+++ Data shown +++

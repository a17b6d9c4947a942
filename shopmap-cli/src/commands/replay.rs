//! `shopmap replay`: feed recorded camera-idle events through a debounced
//! session.
//!
//! The input holds one JSON object per line; `delay_ms` is the pause before
//! the event is sent:
//!
//! ```text
//! {"delay_ms": 0,  "top_left": {"lat": 10.78, "lng": 106.69}, "top_right": {...}, "bottom_left": {...}, "bottom_right": {...}, "zoom": 16}
//! {"delay_ms": 40, "north": 10.78, "west": 106.69, "south": 10.77, "east": 106.71, "zoom": 16}
//! ```
//!
//! Blank lines and lines starting with `#` are skipped.

use std::path::{Path, PathBuf};
use std::sync::Arc;
use std::time::Duration;

use clap::Args;
use serde::Deserialize;
use shopmap::cache::TileCache;
use shopmap::coord::{GeoPoint, TileRange, Viewport};
use shopmap::http::AsyncReqwestClient;
use shopmap::render::{MemoryRenderSink, STORE_LAYER};
use shopmap::stores::{FetchError, HttpStoreSource, Store, StoreSource};
use shopmap::viewport::{FetchOutcome, MapSession, ViewportFetcher};
use tokio::sync::mpsc;
use tokio_util::sync::CancellationToken;
use tracing::info;

use super::common::{to_json, CommandContext};
use crate::error::CliError;

/// Arguments for `shopmap replay`.
#[derive(Debug, Args)]
pub struct ReplayArgs {
    /// File with one camera event per line
    pub file: PathBuf,

    /// Do not contact the store endpoint; every fetch returns no stores
    #[arg(long)]
    pub dry_run: bool,

    /// Print the final store layer as GeoJSON
    #[arg(long)]
    pub geojson: bool,
}

/// One recorded camera-idle event.
#[derive(Debug, Clone, PartialEq)]
pub struct CameraEvent {
    pub delay: Duration,
    pub viewport: Viewport,
}

#[derive(Deserialize)]
#[serde(untagged)]
enum RawCorners {
    Screen {
        top_left: GeoPoint,
        top_right: GeoPoint,
        bottom_left: GeoPoint,
        bottom_right: GeoPoint,
    },
    Bounds {
        north: f64,
        west: f64,
        south: f64,
        east: f64,
    },
}

#[derive(Deserialize)]
struct RawEvent {
    #[serde(default)]
    delay_ms: u64,
    zoom: i32,
    #[serde(flatten)]
    corners: RawCorners,
}

/// Parses a replay file's contents.
pub fn parse_events(content: &str) -> Result<Vec<CameraEvent>, CliError> {
    let mut events = Vec::new();

    for (index, line) in content.lines().enumerate() {
        let line_number = index + 1;
        let line = line.trim();
        if line.is_empty() || line.starts_with('#') {
            continue;
        }

        let replay_error = |message: String| CliError::Replay {
            line: line_number,
            message,
        };

        let raw: RawEvent =
            serde_json::from_str(line).map_err(|e| replay_error(e.to_string()))?;

        let viewport = match raw.corners {
            RawCorners::Screen {
                top_left,
                top_right,
                bottom_left,
                bottom_right,
            } => Viewport::new(top_left, top_right, bottom_left, bottom_right, raw.zoom),
            RawCorners::Bounds {
                north,
                west,
                south,
                east,
            } => Viewport::from_bounds(
                GeoPoint::new(north, west),
                GeoPoint::new(south, east),
                raw.zoom,
            ),
        }
        .map_err(|e| replay_error(e.to_string()))?;

        events.push(CameraEvent {
            delay: Duration::from_millis(raw.delay_ms),
            viewport,
        });
    }

    Ok(events)
}

fn read_events(path: &Path) -> Result<Vec<CameraEvent>, CliError> {
    let content = std::fs::read_to_string(path).map_err(|error| CliError::FileRead {
        path: path.display().to_string(),
        error,
    })?;
    parse_events(&content)
}

/// Store source for dry runs: accepts every request and returns no stores.
struct DryRunSource;

impl StoreSource for DryRunSource {
    async fn fetch_stores(&self, zoom: u8, range: &TileRange) -> Result<Vec<Store>, FetchError> {
        info!(zoom, range = %range, "Dry run: would fetch stores");
        Ok(Vec::new())
    }
}

/// One printed line per evaluation.
fn describe(outcome: &FetchOutcome) -> String {
    match outcome {
        FetchOutcome::BelowMinZoom => "below_min_zoom".to_string(),
        FetchOutcome::CacheHit(range) => format!("cache_hit {}", range),
        FetchOutcome::Fetched { range, items } => {
            format!("fetched {} tiles={} items={}", range, range.tile_count(), items.len())
        }
        FetchOutcome::Failed { range, error } => format!("failed {} error=\"{}\"", range, error),
        FetchOutcome::Rejected(e) => format!("rejected error=\"{}\"", e),
    }
}

/// Run `shopmap replay`.
pub fn run(ctx: &CommandContext, args: ReplayArgs) -> Result<(), CliError> {
    let events = read_events(&args.file)?;
    info!(events = events.len(), file = %args.file.display(), "Replaying camera events");

    let runtime = ctx.runtime()?;
    let sink = Arc::new(MemoryRenderSink::new());

    if args.dry_run {
        runtime.block_on(replay(ctx, DryRunSource, Arc::clone(&sink), events));
    } else {
        let source_config = ctx.config.store_source_config();
        if !source_config.is_configured() {
            return Err(CliError::Fetch(FetchError::NotConfigured));
        }
        let client = AsyncReqwestClient::with_timeout(source_config.timeout)?;
        let source = HttpStoreSource::new(client, source_config);
        runtime.block_on(replay(ctx, source, Arc::clone(&sink), events));
    }

    if args.geojson {
        let layer = sink.layer(STORE_LAYER).unwrap_or_default();
        println!("{}", to_json(&layer)?);
    }
    Ok(())
}

async fn replay<S: StoreSource + 'static>(
    ctx: &CommandContext,
    source: S,
    sink: Arc<MemoryRenderSink>,
    events: Vec<CameraEvent>,
) {
    let fetcher = ViewportFetcher::new(source, sink)
        .with_config(ctx.config.fetch_config())
        .with_cache(TileCache::new(ctx.config.tile_cache_config()));

    let (outcome_tx, mut outcome_rx) = mpsc::unbounded_channel();
    let session = MapSession::spawn_with_outcomes(
        fetcher,
        ctx.config.session_config(),
        CancellationToken::new(),
        outcome_tx,
    );

    let printer = tokio::spawn(async move {
        let mut evaluations = 0usize;
        while let Some(outcome) = outcome_rx.recv().await {
            println!("{}", describe(&outcome));
            evaluations += 1;
        }
        evaluations
    });

    let sent = events.len();
    for event in events {
        tokio::time::sleep(event.delay).await;
        session.camera_idle(event.viewport);
    }

    session.finish().await;
    // The session dropped its outcome sender, so the printer drains and ends
    let evaluations = printer.await.unwrap_or_default();

    info!(events = sent, evaluations, "Replay complete");
}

+++

What is the number of lines above that contain the string "GeoPoint"? Answer with that number only.

7